Il n’est pas inutile de rappeler dans ce magazine spécial égast 2022 ce que le chef des cuisines du palais présidentiel qu’il était alors disait sur le salon égast il y a deux ans : « J’ai eu la chance de découvrir égast en mars 1998 puisque j’y ai participé à la finale du Concours national du jeune Chef ; j’avais plein de raisons d’être impressionné : c’était ma première grande rencontre avec le Chef Émile Jung qui présidait le jury du concours et qui, ensuite, m’a pris en amitié. Sa disparition récente m’a bouleversé, évidemment. J’ai eu la chance de débuter par cette victoire et j’ai eu immédiatement une forte appétence pour les concours en général qui m’ont permis de découvrir des univers bien différents. En remportant ce concours lors du salon égast 1998, le parisien d’origine que je suis a également découvert l’Alsace lors d’un long week-end à Strasbourg qui faisait partie des récompenses pour le vainqueur. Je n’ai pas oublié le dîner à la maison Kammerzell, le déjeuner dans une winstub et, bien sûr, mon premier repas chez un triple étoilé Michelin, bien sûr chez Émile Jung, au Crocodile. Alors oui, égast a pour moi une saveur bien particulière : si je n’avais pas gagné ce concours, je n’aurais peut-être pas eu la carrière qui est la mienne aujourd’hui, je le reconnais volontiers… » Dans le long entretien alors publié dans l’édition 2020 de notre magazine, Guillaume Gomez parlait longuement de son parcours et surtout de son poste au Palais de l’Élysée, de sa « grande liberté de création » et de la diversité de son inspiration : « on est en permanence sur une cuisine de saison et on se doit d’être la vitrine de tous les terroirs français ». Enfin, Guillaume Gomez répondait ainsi à une de nos questions qui l’incitait à se projeter et à imaginer où il serait dans dix ans : « Aujourd’hui, je n’ai pas de frustration et je ne suis ni en attente ni en demande de quoi que ce soit. Ce qui n’empêchera pas, lors d’une rencontre, demain ou un autre jour, que se déclenche le désir de vivre une autre aventure (…) Mes prédécesseurs ici avaient quarante ans de maison quand ils ont quitté l’Élysée.
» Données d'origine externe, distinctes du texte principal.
// SPDX-License-Identifier: GPL-3.0-only

//! Error types for depth-relay
//!
//! Core pipeline operations never fail on frame content: an empty or missing
//! frame produces an empty result. The only pipeline error is a bad
//! configuration value handed to the point cloud builder. Device and
//! transport failures are reported through [`BackendError`].

use crate::backends::BackendError;
use std::fmt;

/// Result type alias using AppError
pub type AppResult<T> = Result<T, AppError>;

/// Top-level application error type
#[derive(Debug, Clone)]
pub enum AppError {
    /// Per-frame processing errors
    Pipeline(PipelineError),
    /// Sensor or transport errors
    Backend(BackendError),
    /// Settings load/save errors
    Config(ConfigError),
    /// Generic error with message
    Other(String),
}

/// Errors raised by the processing pipeline
#[derive(Debug, Clone, PartialEq, Eq)]
pub enum PipelineError {
    /// Point cloud sampling stride must be at least 1
    InvalidStep(u32),
}

/// Settings file errors
#[derive(Debug, Clone)]
pub enum ConfigError {
    /// No config directory could be determined for this user
    NoConfigDir,
    /// Reading or writing the settings file failed
    Io(String),
    /// The settings file is not valid JSON for [`crate::config::Settings`]
    Parse(String),
}

impl fmt::Display for AppError {
    fn fmt(&self, f: &mut fmt::Formatter<'_>) -> fmt::Result {
        match self {
            AppError::Pipeline(e) => write!(f, "Pipeline error: {}", e),
            AppError::Backend(e) => write!(f, "Backend error: {}", e),
            AppError::Config(e) => write!(f, "Configuration error: {}", e),
            AppError::Other(msg) => write!(f, "{}", msg),
        }
    }
}

impl fmt::Display for PipelineError {
    fn fmt(&self, f: &mut fmt::Formatter<'_>) -> fmt::Result {
        match self {
            PipelineError::InvalidStep(step) => {
                write!(f, "Invalid point cloud step {} (must be >= 1)", step)
            }
        }
    }
}

impl fmt::Display for ConfigError {
    fn fmt(&self, f: &mut fmt::Formatter<'_>) -> fmt::Result {
        match self {
            ConfigError::NoConfigDir => write!(f, "No configuration directory available"),
            ConfigError::Io(msg) => write!(f, "I/O error: {}", msg),
            ConfigError::Parse(msg) => write!(f, "Invalid settings file: {}", msg),
        }
    }
}

impl std::error::Error for AppError {}
impl std::error::Error for PipelineError {}
impl std::error::Error for ConfigError {}

impl From<PipelineError> for AppError {
    fn from(err: PipelineError) -> Self {
        AppError::Pipeline(err)
    }
}

impl From<BackendError> for AppError {
    fn from(err: BackendError) -> Self {
        AppError::Backend(err)
    }
}

impl From<ConfigError> for AppError {
    fn from(err: ConfigError) -> Self {
        AppError::Config(err)
    }
}

impl From<String> for AppError {
    fn from(msg: String) -> Self {
        AppError::Other(msg)
    }
}

impl From<&str> for AppError {
    fn from(msg: &str) -> Self {
        AppError::Other(msg.to_string())
    }
}

impl From<std::io::Error> for ConfigError {
    fn from(err: std::io::Error) -> Self {
        ConfigError::Io(err.to_string())
    }
}

impl From<serde_json::Error> for ConfigError {
    fn from(err: serde_json::Error) -> Self {
        ConfigError::Parse(err.to_string())
    }
}

#[cfg(test)]
mod tests {
    use super::*;

    #[test]
    fn test_invalid_step_message() {
        let err = AppError::from(PipelineError::InvalidStep(0));
        assert_eq!(
            err.to_string(),
            "Pipeline error: Invalid point cloud step 0 (must be >= 1)"
        );
    }

    #[test]
    fn test_parse_error_conversion() {
        let json_err = serde_json::from_str::<u32>("not json").unwrap_err();
        let err: ConfigError = json_err.into();
        assert!(matches!(err, ConfigError::Parse(_)));
    }
}
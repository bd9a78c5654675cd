// SPDX-License-Identifier: GPL-3.0-only

//! Application-wide constants

use std::time::Duration;

/// Kinect v1 depth/color resolution used for every session
pub const SENSOR_WIDTH: u32 = 640;
pub const SENSOR_HEIGHT: u32 = 480;

/// Outbound stream defaults
///
/// The sender resolution is independent of the sensor resolution; the
/// composer scales the depth view to fit.
pub mod sender {
    pub const DEFAULT_NAME: &str = "depth-relay";
    pub const DEFAULT_WIDTH: u32 = 400;
    pub const DEFAULT_HEIGHT: u32 = 300;
}

/// Segmentation defaults
pub mod thresholds {
    pub const DEFAULT_NEAR: u8 = 230;
    pub const DEFAULT_FAR: u8 = 70;
}

/// Blob extraction defaults
pub mod blobs {
    use super::{SENSOR_HEIGHT, SENSOR_WIDTH};

    pub const DEFAULT_MIN_AREA: u32 = 10;
    /// Half of the sensor frame
    pub const DEFAULT_MAX_AREA: u32 = SENSOR_WIDTH * SENSOR_HEIGHT / 2;
    /// Largest blobs kept per frame
    pub const DEFAULT_MAX_BLOBS: usize = 20;
}

/// Point cloud defaults
pub mod point_cloud {
    pub const DEFAULT_STEP: u32 = 2;
    /// Points are drawn mirrored and pushed back by this many millimetres
    pub const VIEW_OFFSET_MM: f32 = 1000.0;
}

/// Sensor motor limits (degrees)
pub mod tilt {
    pub const MIN_DEGREES: i8 = -30;
    pub const MAX_DEGREES: i8 = 30;
}

/// Depth range mapped onto the 8-bit raster (millimetres)
pub mod depth_clip {
    pub const DEFAULT_NEAR_MM: u16 = 500;
    pub const DEFAULT_FAR_MM: u16 = 4000;
}

/// Target tick rate of the processing loop
pub const DEFAULT_FRAME_RATE: u32 = 60;

/// Report a stale source after this many ticks without a new frame
pub const STALE_TICK_WARNING: u64 = 120;

/// Timeout used while waiting for the transport pipeline to start
pub const SINK_START_TIMEOUT: Duration = Duration::from_secs(5);

/// Tick interval for a given frame rate
pub fn tick_interval(frame_rate: u32) -> Duration {
    Duration::from_secs_f64(1.0 / frame_rate.max(1) as f64)
}

#[cfg(test)]
mod tests {
    use super::*;

    #[test]
    fn test_tick_interval() {
        assert_eq!(tick_interval(50), Duration::from_millis(20));
        // A zero frame rate must not divide by zero
        assert_eq!(tick_interval(0), Duration::from_secs(1));
    }

    #[test]
    fn test_default_max_area_is_half_frame() {
        assert_eq!(blobs::DEFAULT_MAX_AREA, 153_600);
    }
}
J’en suis à vingt trois ans : je ne sais pas quoi vous dire si ce n’est qu’on en reparlera… » Un rire franc avait alors ponctué cette réponse…

 

Changement de casaque

Deux ans plus tard, Guillaume Gomez n’est plus le chef des cuisines du palais présidentiel. « J’ai souhaité partir » nous confie-t-il. « Finalement, ces vingt cinq ans passés au service des présidents de la République ont fini par me paraître un long bail et je me suis senti arrivé au bout de mon histoire personnelle. Le président m’a alors proposé de devenir son représentant personnel en matière de gastronomie. Mon rôle est donc de représenter le président auprès des acteurs et des réseaux de la gastronomie et de l’alimentation, afin de promouvoir les arts culinaires de la France. Je dépends du ministère des Affaires étrangères et une part importante de ma mission va coïncider avec l’organisation prochaine de très grands événements mondiaux en France comme la Coupe du monde de rugby en 2023 ou les Jeux Olympiques de 2024. » Quand on lui fait remarquer que cette mis si on va lui faire jouer un rôle très politique, Guillaume Gomez n’élude pas : « Mais consommer est un acte politique, non ? L’alimentation est au cœur des débats de la société d’aujourd’hui : le choix des produits, des accompagnements… La chaîne irremplaçable de tous les acteurs du monde de l’alimentation, l’excellence à la française dans nos grands restaurants, mais aussi dans les restaurants du quotidien, rien ne me laisse indifférent… »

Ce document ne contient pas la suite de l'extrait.